◆ **Work instruction**: Output exactly, with nothing added, the entries from the first line through the line with "use crate::runner::SimulationResult;".

******************************

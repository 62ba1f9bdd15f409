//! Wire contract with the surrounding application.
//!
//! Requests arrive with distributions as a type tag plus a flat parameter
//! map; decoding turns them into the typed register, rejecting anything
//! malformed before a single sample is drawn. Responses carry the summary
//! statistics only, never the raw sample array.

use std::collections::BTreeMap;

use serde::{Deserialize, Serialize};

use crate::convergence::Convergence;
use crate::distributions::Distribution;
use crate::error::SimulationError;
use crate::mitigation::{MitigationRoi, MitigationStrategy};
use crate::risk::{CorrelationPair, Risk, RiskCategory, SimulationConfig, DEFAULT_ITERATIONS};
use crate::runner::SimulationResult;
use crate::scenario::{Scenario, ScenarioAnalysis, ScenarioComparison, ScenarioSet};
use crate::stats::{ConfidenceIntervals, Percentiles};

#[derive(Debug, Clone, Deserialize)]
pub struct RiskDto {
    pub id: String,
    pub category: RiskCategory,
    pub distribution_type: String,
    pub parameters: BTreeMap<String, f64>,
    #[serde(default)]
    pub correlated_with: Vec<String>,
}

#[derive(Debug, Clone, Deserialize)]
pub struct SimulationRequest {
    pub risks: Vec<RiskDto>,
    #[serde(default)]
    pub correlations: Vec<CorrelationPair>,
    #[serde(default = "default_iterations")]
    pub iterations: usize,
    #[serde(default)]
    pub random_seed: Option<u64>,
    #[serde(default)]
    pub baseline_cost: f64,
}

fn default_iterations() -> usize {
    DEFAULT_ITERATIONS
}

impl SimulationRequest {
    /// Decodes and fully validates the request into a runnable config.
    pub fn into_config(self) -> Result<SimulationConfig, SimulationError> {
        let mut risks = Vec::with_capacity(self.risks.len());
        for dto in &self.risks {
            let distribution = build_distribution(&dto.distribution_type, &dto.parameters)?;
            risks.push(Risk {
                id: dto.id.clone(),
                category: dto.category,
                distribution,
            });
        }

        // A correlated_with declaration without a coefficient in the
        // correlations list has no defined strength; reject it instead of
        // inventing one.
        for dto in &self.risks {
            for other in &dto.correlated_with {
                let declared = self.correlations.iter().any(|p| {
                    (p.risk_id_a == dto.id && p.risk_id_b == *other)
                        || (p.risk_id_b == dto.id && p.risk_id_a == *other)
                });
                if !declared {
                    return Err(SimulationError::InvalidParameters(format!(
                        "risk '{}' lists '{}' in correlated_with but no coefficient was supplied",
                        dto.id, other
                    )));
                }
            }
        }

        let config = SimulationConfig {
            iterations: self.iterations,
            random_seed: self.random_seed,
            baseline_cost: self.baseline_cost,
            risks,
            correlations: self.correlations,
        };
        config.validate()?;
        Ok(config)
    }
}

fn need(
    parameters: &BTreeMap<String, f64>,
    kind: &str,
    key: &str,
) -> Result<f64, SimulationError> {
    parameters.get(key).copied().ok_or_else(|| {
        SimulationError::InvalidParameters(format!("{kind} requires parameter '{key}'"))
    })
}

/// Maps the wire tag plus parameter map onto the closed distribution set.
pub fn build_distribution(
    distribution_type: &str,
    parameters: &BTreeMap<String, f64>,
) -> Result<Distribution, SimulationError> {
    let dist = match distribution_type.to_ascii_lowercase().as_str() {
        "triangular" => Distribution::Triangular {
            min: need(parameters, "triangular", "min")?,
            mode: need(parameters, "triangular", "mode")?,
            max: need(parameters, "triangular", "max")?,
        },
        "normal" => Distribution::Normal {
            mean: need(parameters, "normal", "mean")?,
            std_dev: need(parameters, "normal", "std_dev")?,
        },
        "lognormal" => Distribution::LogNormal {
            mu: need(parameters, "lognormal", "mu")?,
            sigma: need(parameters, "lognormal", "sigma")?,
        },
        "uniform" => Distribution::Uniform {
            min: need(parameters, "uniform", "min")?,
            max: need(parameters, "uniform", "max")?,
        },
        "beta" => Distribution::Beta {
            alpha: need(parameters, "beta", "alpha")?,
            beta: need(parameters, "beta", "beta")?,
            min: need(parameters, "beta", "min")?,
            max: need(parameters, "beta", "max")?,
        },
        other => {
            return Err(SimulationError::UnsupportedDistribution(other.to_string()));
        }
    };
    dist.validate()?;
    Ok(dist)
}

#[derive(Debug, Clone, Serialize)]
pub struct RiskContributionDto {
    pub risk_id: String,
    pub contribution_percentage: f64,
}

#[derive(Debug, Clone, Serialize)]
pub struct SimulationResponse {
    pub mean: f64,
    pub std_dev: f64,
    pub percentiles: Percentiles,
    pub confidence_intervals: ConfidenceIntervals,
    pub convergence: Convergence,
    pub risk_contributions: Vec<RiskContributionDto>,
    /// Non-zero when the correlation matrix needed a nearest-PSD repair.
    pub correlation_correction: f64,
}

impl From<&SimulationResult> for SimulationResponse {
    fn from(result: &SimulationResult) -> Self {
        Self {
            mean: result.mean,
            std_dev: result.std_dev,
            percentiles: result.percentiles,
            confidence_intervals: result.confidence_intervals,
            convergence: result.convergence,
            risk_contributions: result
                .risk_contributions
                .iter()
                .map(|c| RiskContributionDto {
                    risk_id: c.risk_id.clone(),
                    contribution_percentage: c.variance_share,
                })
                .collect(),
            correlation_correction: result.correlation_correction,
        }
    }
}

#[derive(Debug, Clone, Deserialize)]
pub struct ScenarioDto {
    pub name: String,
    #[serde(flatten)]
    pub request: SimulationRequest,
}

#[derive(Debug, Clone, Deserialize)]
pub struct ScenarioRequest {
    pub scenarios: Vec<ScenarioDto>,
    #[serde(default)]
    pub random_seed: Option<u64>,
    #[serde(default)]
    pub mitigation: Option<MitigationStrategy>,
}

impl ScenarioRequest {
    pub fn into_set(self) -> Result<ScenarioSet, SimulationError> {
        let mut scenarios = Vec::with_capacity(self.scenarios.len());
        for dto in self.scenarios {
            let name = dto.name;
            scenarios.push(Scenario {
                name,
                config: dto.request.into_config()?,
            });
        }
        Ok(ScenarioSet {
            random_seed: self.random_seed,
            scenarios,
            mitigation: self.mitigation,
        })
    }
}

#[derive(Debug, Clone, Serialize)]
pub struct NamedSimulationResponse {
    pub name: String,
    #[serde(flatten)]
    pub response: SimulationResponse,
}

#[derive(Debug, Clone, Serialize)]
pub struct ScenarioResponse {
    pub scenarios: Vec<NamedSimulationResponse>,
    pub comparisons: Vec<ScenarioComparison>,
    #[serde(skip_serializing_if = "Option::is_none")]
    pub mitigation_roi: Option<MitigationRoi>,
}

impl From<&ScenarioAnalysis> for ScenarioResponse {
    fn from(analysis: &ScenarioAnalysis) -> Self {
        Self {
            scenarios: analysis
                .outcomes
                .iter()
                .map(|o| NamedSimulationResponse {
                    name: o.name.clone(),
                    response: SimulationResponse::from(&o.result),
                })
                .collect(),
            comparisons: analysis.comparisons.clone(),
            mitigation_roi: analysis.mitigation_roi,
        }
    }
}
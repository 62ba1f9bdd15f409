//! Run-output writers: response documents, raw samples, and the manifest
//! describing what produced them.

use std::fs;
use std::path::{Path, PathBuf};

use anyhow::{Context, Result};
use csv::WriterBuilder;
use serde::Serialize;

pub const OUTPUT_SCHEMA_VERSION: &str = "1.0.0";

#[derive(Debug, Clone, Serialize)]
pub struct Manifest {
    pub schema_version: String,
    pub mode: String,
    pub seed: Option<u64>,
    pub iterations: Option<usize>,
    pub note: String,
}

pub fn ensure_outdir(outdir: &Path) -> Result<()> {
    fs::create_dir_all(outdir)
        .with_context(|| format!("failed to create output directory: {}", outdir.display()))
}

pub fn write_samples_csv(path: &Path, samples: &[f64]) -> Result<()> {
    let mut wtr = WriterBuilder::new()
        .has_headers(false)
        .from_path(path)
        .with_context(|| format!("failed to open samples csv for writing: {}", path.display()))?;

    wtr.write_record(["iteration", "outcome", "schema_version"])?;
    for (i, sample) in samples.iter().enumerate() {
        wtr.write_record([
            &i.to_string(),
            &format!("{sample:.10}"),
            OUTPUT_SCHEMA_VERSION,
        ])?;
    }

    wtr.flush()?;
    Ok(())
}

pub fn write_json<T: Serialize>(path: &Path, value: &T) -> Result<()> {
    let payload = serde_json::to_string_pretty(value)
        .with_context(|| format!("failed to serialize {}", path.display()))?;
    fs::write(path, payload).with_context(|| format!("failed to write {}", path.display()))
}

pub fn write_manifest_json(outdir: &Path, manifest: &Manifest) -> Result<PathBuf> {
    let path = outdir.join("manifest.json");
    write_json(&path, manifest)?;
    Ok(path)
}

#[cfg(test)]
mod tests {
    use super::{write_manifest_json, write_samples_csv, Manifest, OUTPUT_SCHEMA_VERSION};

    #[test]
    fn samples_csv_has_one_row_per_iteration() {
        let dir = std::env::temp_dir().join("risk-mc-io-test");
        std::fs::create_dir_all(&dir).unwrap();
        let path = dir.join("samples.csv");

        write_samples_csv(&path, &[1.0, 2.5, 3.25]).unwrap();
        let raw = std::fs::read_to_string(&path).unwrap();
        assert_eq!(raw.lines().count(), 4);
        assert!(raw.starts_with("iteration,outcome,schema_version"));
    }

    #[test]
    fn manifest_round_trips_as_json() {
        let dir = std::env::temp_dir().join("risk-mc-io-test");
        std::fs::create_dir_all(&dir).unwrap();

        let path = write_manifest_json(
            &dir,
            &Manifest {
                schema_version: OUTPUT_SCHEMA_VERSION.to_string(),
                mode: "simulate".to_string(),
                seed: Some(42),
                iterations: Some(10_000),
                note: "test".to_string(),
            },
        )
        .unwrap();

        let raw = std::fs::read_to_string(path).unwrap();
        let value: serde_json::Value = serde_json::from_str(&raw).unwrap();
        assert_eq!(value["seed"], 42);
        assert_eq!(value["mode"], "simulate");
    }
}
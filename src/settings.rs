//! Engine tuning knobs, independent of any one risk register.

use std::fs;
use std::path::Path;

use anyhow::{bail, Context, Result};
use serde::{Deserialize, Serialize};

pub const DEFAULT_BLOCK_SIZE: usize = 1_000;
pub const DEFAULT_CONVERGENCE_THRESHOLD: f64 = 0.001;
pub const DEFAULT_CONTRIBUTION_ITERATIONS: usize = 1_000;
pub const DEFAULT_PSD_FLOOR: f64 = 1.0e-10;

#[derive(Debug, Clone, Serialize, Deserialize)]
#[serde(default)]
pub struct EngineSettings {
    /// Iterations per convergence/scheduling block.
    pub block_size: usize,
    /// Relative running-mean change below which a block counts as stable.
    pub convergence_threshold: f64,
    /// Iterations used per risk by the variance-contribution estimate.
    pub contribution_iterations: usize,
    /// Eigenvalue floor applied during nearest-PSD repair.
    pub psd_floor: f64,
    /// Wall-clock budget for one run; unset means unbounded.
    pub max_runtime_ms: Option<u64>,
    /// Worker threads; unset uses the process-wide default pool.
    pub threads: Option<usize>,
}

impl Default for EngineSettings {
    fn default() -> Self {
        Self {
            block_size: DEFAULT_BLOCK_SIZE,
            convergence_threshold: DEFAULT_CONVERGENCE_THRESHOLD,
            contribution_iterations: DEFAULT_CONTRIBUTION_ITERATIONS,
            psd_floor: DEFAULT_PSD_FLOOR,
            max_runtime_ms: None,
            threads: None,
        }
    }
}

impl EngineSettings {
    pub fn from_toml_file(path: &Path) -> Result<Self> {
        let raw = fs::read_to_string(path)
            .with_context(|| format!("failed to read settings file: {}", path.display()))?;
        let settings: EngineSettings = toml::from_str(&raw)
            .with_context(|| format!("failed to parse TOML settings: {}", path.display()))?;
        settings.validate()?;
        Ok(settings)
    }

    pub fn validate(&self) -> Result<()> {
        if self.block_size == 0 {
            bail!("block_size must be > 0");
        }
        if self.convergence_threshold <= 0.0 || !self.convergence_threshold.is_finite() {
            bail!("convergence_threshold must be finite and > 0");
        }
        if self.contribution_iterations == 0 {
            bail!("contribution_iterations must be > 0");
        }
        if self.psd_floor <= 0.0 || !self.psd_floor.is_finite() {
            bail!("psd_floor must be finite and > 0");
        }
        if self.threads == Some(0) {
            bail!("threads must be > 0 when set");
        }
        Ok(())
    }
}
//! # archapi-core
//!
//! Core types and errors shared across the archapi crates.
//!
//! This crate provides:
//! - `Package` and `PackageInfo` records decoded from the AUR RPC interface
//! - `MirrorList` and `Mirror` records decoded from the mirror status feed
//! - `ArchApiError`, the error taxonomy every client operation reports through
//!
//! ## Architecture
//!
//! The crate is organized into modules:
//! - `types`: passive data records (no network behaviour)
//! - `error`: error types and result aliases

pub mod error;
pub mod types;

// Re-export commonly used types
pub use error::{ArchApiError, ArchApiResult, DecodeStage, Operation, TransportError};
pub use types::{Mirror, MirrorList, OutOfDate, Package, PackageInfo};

******************************

◆ **Finished task**:
repository 62ba1f9bdd15f409
//! Wire contract with the surrounding application.
//!
//! Requests arrive with distributions as a type tag plus a flat parameter
//! map; decoding turns them into the typed register, rejecting anything
//! malformed before a single sample is drawn. Responses carry the summary
//! statistics only, never the raw sample array.

use std::collections::BTreeMap;

use serde::{Deserialize, Serialize};

use crate::convergence::Convergence;
use crate::distributions::Distribution;
use crate::error::SimulationError;
use crate::mitigation::{MitigationRoi, MitigationStrategy};
use crate::risk::{CorrelationPair, Risk, RiskCategory, SimulationConfig, DEFAULT_ITERATIONS};
use crate::runner::SimulationResult;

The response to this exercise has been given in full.